#### GIVEN DATA
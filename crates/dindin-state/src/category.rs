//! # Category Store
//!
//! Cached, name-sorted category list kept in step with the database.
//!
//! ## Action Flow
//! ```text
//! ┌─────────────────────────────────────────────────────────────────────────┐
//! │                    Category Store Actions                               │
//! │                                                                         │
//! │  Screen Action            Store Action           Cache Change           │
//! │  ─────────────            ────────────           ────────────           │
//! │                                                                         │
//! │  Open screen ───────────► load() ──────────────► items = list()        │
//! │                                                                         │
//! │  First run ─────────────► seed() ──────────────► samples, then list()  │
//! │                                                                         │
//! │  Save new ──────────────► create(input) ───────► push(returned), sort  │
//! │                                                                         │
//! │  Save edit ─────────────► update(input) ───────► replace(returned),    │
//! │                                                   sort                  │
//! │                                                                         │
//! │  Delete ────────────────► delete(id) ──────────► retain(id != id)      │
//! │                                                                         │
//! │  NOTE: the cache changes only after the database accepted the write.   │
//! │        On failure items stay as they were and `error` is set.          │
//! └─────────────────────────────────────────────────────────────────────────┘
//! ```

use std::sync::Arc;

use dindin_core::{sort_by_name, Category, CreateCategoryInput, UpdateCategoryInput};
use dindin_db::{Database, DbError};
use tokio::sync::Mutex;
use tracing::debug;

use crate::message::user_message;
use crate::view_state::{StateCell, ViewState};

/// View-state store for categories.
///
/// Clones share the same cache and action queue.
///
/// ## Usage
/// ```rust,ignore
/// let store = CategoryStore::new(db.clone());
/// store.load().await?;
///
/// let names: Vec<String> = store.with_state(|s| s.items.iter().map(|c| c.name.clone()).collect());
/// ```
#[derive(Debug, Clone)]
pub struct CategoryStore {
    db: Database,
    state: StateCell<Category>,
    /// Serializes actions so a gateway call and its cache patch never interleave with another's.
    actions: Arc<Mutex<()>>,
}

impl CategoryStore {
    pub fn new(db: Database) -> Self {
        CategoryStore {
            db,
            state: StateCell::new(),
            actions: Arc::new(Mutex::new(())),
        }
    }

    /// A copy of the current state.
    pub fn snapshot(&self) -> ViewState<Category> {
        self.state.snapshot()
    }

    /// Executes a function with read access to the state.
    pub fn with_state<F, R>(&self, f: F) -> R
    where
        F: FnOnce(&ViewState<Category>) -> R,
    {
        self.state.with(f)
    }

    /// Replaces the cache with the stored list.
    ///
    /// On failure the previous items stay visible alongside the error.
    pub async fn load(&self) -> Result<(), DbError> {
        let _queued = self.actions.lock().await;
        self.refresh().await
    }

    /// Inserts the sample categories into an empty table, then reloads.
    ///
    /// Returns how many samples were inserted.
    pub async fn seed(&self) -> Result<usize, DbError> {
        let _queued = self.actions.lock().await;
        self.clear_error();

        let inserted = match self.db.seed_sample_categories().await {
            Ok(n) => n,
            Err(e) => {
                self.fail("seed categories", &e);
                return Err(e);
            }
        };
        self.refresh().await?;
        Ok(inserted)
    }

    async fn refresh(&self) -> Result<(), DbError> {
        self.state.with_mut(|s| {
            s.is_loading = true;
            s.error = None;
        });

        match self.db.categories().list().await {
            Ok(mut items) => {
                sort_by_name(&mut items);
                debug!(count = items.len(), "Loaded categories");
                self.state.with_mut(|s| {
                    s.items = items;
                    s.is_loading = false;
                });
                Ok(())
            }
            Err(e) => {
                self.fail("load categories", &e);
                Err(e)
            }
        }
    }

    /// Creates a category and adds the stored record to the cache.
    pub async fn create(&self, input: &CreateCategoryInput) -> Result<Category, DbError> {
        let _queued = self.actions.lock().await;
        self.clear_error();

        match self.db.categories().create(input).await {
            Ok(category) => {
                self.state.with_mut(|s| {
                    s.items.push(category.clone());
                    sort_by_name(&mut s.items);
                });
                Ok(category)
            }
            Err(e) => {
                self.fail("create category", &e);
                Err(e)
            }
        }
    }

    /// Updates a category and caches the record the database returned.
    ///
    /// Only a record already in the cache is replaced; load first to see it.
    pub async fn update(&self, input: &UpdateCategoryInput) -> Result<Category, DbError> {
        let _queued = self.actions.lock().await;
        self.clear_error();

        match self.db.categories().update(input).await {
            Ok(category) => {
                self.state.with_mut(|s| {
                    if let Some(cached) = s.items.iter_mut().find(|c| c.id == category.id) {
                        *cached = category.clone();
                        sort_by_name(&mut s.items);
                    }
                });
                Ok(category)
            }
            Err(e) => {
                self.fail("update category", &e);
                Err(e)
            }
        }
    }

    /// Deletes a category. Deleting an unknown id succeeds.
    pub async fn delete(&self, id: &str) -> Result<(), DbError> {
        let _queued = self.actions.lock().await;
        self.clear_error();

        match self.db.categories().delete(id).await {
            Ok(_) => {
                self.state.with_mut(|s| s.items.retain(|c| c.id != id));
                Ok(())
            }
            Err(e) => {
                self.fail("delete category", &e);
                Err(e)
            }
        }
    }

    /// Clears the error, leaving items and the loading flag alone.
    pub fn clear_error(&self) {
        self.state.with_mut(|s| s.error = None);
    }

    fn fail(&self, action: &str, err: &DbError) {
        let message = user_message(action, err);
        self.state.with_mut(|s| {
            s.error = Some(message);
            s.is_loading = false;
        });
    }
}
########
> _EXERCISE DETAILS_
Say how many lines in the entries contain the string "Save". Nothing else belongs in the reply.

> _ANSWER BELOW_
2